//! Decoding and encoding of data element and sequence item headers,
//! under any of the supported transfer syntaxes.

use crate::cursor::{Sink, Source};
use crate::transfer_syntax::TransferSyntax;
use dcmio_core::dictionary::DataDictionary;
use dcmio_core::header::SequenceItemHeaderError;
use dcmio_core::{DataElementHeader, Length, SequenceItemHeader, Tag, VR};
use snafu::Snafu;
use tracing::{debug, warn};

/// Error type for header decoding.
#[derive(Debug, Snafu)]
#[non_exhaustive]
pub enum Error {
    /// The header could not be read from the source.
    #[snafu(display("failed to read header bytes"), context(false))]
    ReadHeader { source: crate::cursor::Error },
    /// The tag read was not an item or delimiter.
    #[snafu(display("invalid sequence item header"), context(false))]
    InvalidItemHeader { source: SequenceItemHeaderError },
}

pub type Result<T, E = Error> = std::result::Result<T, E>;

/// Decode a data element header from the source,
/// under the given transfer syntax.
///
/// Tags in the delimitation group (FFFE) never carry a VR
/// and are reported with [`VR::UN`].
/// In explicit VR syntaxes an unknown VR code is logged
/// and demoted to [`VR::UN`];
/// in the implicit VR syntax the VR is resolved
/// through the dictionary (see [`implicit_vr_of`]).
pub fn decode_header<D>(
    src: &mut Source<'_>,
    ts: TransferSyntax,
    dict: &D,
) -> Result<DataElementHeader>
where
    D: DataDictionary + ?Sized,
{
    let tag = src.read_tag()?;
    if tag.group() == 0xFFFE {
        let len = Length(src.read_u32()?);
        return Ok(DataElementHeader::new(tag, VR::UN, len));
    }

    if ts.explicit_vr() {
        let code = src.read_bytes(2)?;
        let vr = VR::from_binary([code[0], code[1]]).unwrap_or_else(|| {
            warn!(
                "unknown VR code {:?} in element {}, treating as UN",
                String::from_utf8_lossy(code),
                tag
            );
            VR::UN
        });
        let len = if vr.is_long_form() {
            // two reserved bytes, then a 4-byte length
            src.skip(2)?;
            Length(src.read_u32()?)
        } else {
            Length(u32::from(src.read_u16()?))
        };
        Ok(DataElementHeader::new(tag, vr, len))
    } else {
        let len = Length(src.read_u32()?);
        let vr = implicit_vr_of(tag, len, dict);
        Ok(DataElementHeader::new(tag, vr, len))
    }
}

/// Resolve the VR of an element in an implicit VR stream:
/// Pixel Data and Overlay Data map to OW,
/// other attributes consult the dictionary
/// (context-dependent VRs are relaxed),
/// and an unlisted tag falls back to SQ when the length is undefined,
/// or UN otherwise.
pub fn implicit_vr_of<D>(tag: Tag, len: Length, dict: &D) -> VR
where
    D: DataDictionary + ?Sized,
{
    if tag.is_pixel_data() || (tag.group() & 0xFF00 == 0x6000 && tag.element() == 0x3000) {
        return VR::OW;
    }
    if let Some(entry) = dict.by_tag(tag) {
        return entry.vr.relaxed();
    }
    debug!("no dictionary entry for {}", tag);
    if len.is_undefined() {
        VR::SQ
    } else {
        VR::UN
    }
}

/// Encode a data element header under the given transfer syntax.
/// Returns the number of bytes written.
pub fn encode_header(
    sink: &mut Sink,
    tag: Tag,
    vr: VR,
    len: Length,
    ts: TransferSyntax,
) -> usize {
    sink.write_tag(tag);
    if !ts.explicit_vr() {
        sink.write_u32(len.0);
        8
    } else if vr.is_long_form() {
        sink.write_bytes(&vr.to_bytes());
        sink.write_u16(0);
        sink.write_u32(len.0);
        12
    } else {
        sink.write_bytes(&vr.to_bytes());
        sink.write_u16(len.0 as u16);
        8
    }
}

/// Decode a sequence item header (item or delimiter).
pub fn decode_item_header(src: &mut Source<'_>) -> Result<SequenceItemHeader> {
    let tag = src.read_tag()?;
    let len = Length(src.read_u32()?);
    Ok(SequenceItemHeader::new(tag, len)?)
}

/// Encode a sequence item header (item or delimiter).
/// Always 8 bytes.
pub fn encode_item_header(sink: &mut Sink, header: SequenceItemHeader) {
    sink.write_tag(header.tag());
    let len = match header {
        SequenceItemHeader::Item { len } => len.0,
        _ => 0,
    };
    sink.write_u32(len);
}

#[cfg(test)]
mod tests {
    use super::*;
    use byteordered::Endianness;
    use dcmio_core::dictionary::StubDataDictionary;
    use dcmio_dictionary::StandardDataDictionary;

    // manually crafting some explicit VR LE data element headers
    //  Tag: (0002,0002) Media Storage SOP Class UID
    //  VR: UI
    //  Length: 26
    // --
    //  Tag: (7FE0,0010) Pixel Data
    //  VR: OB
    //  Reserved: 2 bytes
    //  Length: 4
    #[rustfmt::skip]
    const RAW_EXPLICIT: &[u8; 20] = &[
        0x02, 0x00, 0x02, 0x00, // tag (0002,0002)
        b'U', b'I',             // VR
        0x1A, 0x00,             // length: 26
        0xE0, 0x7F, 0x10, 0x00, // tag (7FE0,0010)
        b'O', b'B',             // VR
        0x00, 0x00,             // reserved
        0x04, 0x00, 0x00, 0x00, // length: 4
    ];

    #[test]
    fn decode_explicit_headers_short_and_long_form() {
        let ts = TransferSyntax::ExplicitVrLittleEndian;
        let mut src = Source::new(RAW_EXPLICIT, Endianness::Little);

        let header = decode_header(&mut src, ts, &StubDataDictionary).unwrap();
        assert_eq!(
            header,
            DataElementHeader::new(Tag(0x0002, 0x0002), VR::UI, Length(26))
        );
        assert_eq!(src.position(), 8);

        let header = decode_header(&mut src, ts, &StubDataDictionary).unwrap();
        assert_eq!(
            header,
            DataElementHeader::new(Tag(0x7FE0, 0x0010), VR::OB, Length(4))
        );
        assert!(src.is_at_end());
    }

    #[test]
    fn encode_explicit_headers_short_and_long_form() {
        let ts = TransferSyntax::ExplicitVrLittleEndian;
        let mut sink = Sink::new(Endianness::Little);

        let n = encode_header(&mut sink, Tag(0x0002, 0x0002), VR::UI, Length(26), ts);
        assert_eq!(n, 8);
        let n = encode_header(&mut sink, Tag(0x7FE0, 0x0010), VR::OB, Length(4), ts);
        assert_eq!(n, 12);

        assert_eq!(sink.as_bytes(), RAW_EXPLICIT);
    }

    #[test]
    fn decode_explicit_header_big_endian() {
        #[rustfmt::skip]
        let raw: &[u8] = &[
            0x00, 0x28, 0x00, 0x10, // tag (0028,0010)
            b'U', b'S',             // VR
            0x00, 0x02,             // length: 2
        ];
        let mut src = Source::new(raw, Endianness::Big);
        let header = decode_header(
            &mut src,
            TransferSyntax::ExplicitVrBigEndian,
            &StubDataDictionary,
        )
        .unwrap();
        assert_eq!(
            header,
            DataElementHeader::new(Tag(0x0028, 0x0010), VR::US, Length(2))
        );
    }

    #[test]
    fn unknown_explicit_vr_code_becomes_un() {
        // bogus VR code "ZZ", then a long form length (UN is long form)
        #[rustfmt::skip]
        let raw: &[u8] = &[
            0x09, 0x00, 0x01, 0x00, // tag (0009,0001)
            b'Z', b'Z',             // VR
            0x00, 0x00,             // reserved
            0x02, 0x00, 0x00, 0x00, // length: 2
        ];
        let mut src = Source::new(raw, Endianness::Little);
        let header = decode_header(
            &mut src,
            TransferSyntax::ExplicitVrLittleEndian,
            &StubDataDictionary,
        )
        .unwrap();
        assert_eq!(header.vr, VR::UN);
        assert_eq!(header.len, Length(2));
    }

    #[test]
    fn implicit_vr_resolution() {
        let dict = StandardDataDictionary;

        // dictionary hit
        let mut src = Source::new(
            &[0x10, 0x00, 0x10, 0x00, 0x08, 0x00, 0x00, 0x00],
            Endianness::Little,
        );
        let header =
            decode_header(&mut src, TransferSyntax::ImplicitVrLittleEndian, &dict).unwrap();
        assert_eq!(
            header,
            DataElementHeader::new(Tag(0x0010, 0x0010), VR::PN, Length(8))
        );

        // private tag miss with a defined length: UN
        let mut src = Source::new(
            &[0x09, 0x00, 0x01, 0x00, 0x06, 0x00, 0x00, 0x00],
            Endianness::Little,
        );
        let header =
            decode_header(&mut src, TransferSyntax::ImplicitVrLittleEndian, &dict).unwrap();
        assert_eq!(header.vr, VR::UN);
        assert_eq!(header.len, Length(6));

        // miss with an undefined length: SQ
        let mut src = Source::new(
            &[0x09, 0x00, 0x01, 0x10, 0xFF, 0xFF, 0xFF, 0xFF],
            Endianness::Little,
        );
        let header =
            decode_header(&mut src, TransferSyntax::ImplicitVrLittleEndian, &dict).unwrap();
        assert_eq!(header.vr, VR::SQ);
        assert!(header.len.is_undefined());

        // pixel data and overlay data always resolve to OW
        assert_eq!(
            implicit_vr_of(Tag(0x7FE0, 0x0010), Length(4), &StubDataDictionary),
            VR::OW
        );
        assert_eq!(
            implicit_vr_of(Tag(0x6002, 0x3000), Length(4), &StubDataDictionary),
            VR::OW
        );
    }

    #[test]
    fn delimitation_tags_never_carry_a_vr() {
        #[rustfmt::skip]
        let raw: &[u8] = &[
            0xFE, 0xFF, 0x00, 0xE0, // tag (FFFE,E000)
            0xFF, 0xFF, 0xFF, 0xFF, // undefined length
        ];
        let mut src = Source::new(raw, Endianness::Little);
        let header = decode_header(
            &mut src,
            TransferSyntax::ExplicitVrLittleEndian,
            &StubDataDictionary,
        )
        .unwrap();
        assert_eq!(header.tag, Tag::ITEM);
        assert!(header.len.is_undefined());
    }

    #[test]
    fn item_header_round_trip() {
        let mut sink = Sink::new(Endianness::Little);
        encode_item_header(
            &mut sink,
            SequenceItemHeader::Item {
                len: Length::UNDEFINED,
            },
        );
        encode_item_header(&mut sink, SequenceItemHeader::ItemDelimiter);
        encode_item_header(&mut sink, SequenceItemHeader::SequenceDelimiter);

        let bytes = sink.into_vec();
        let mut src = Source::new(&bytes, Endianness::Little);
        assert!(matches!(
            decode_item_header(&mut src).unwrap(),
            SequenceItemHeader::Item { len } if len.is_undefined()
        ));
        assert_eq!(
            decode_item_header(&mut src).unwrap(),
            SequenceItemHeader::ItemDelimiter
        );
        assert_eq!(
            decode_item_header(&mut src).unwrap(),
            SequenceItemHeader::SequenceDelimiter
        );
    }

    #[test]
    fn non_item_tag_is_an_item_header_error() {
        let mut src = Source::new(
            &[0x10, 0x00, 0x10, 0x00, 0x00, 0x00, 0x00, 0x00],
            Endianness::Little,
        );
        assert!(decode_item_header(&mut src).is_err());
    }
}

........

Looking at the listing above, how many of its lines contain "crate"? Say only the number.

EXPECTED ANSWER
3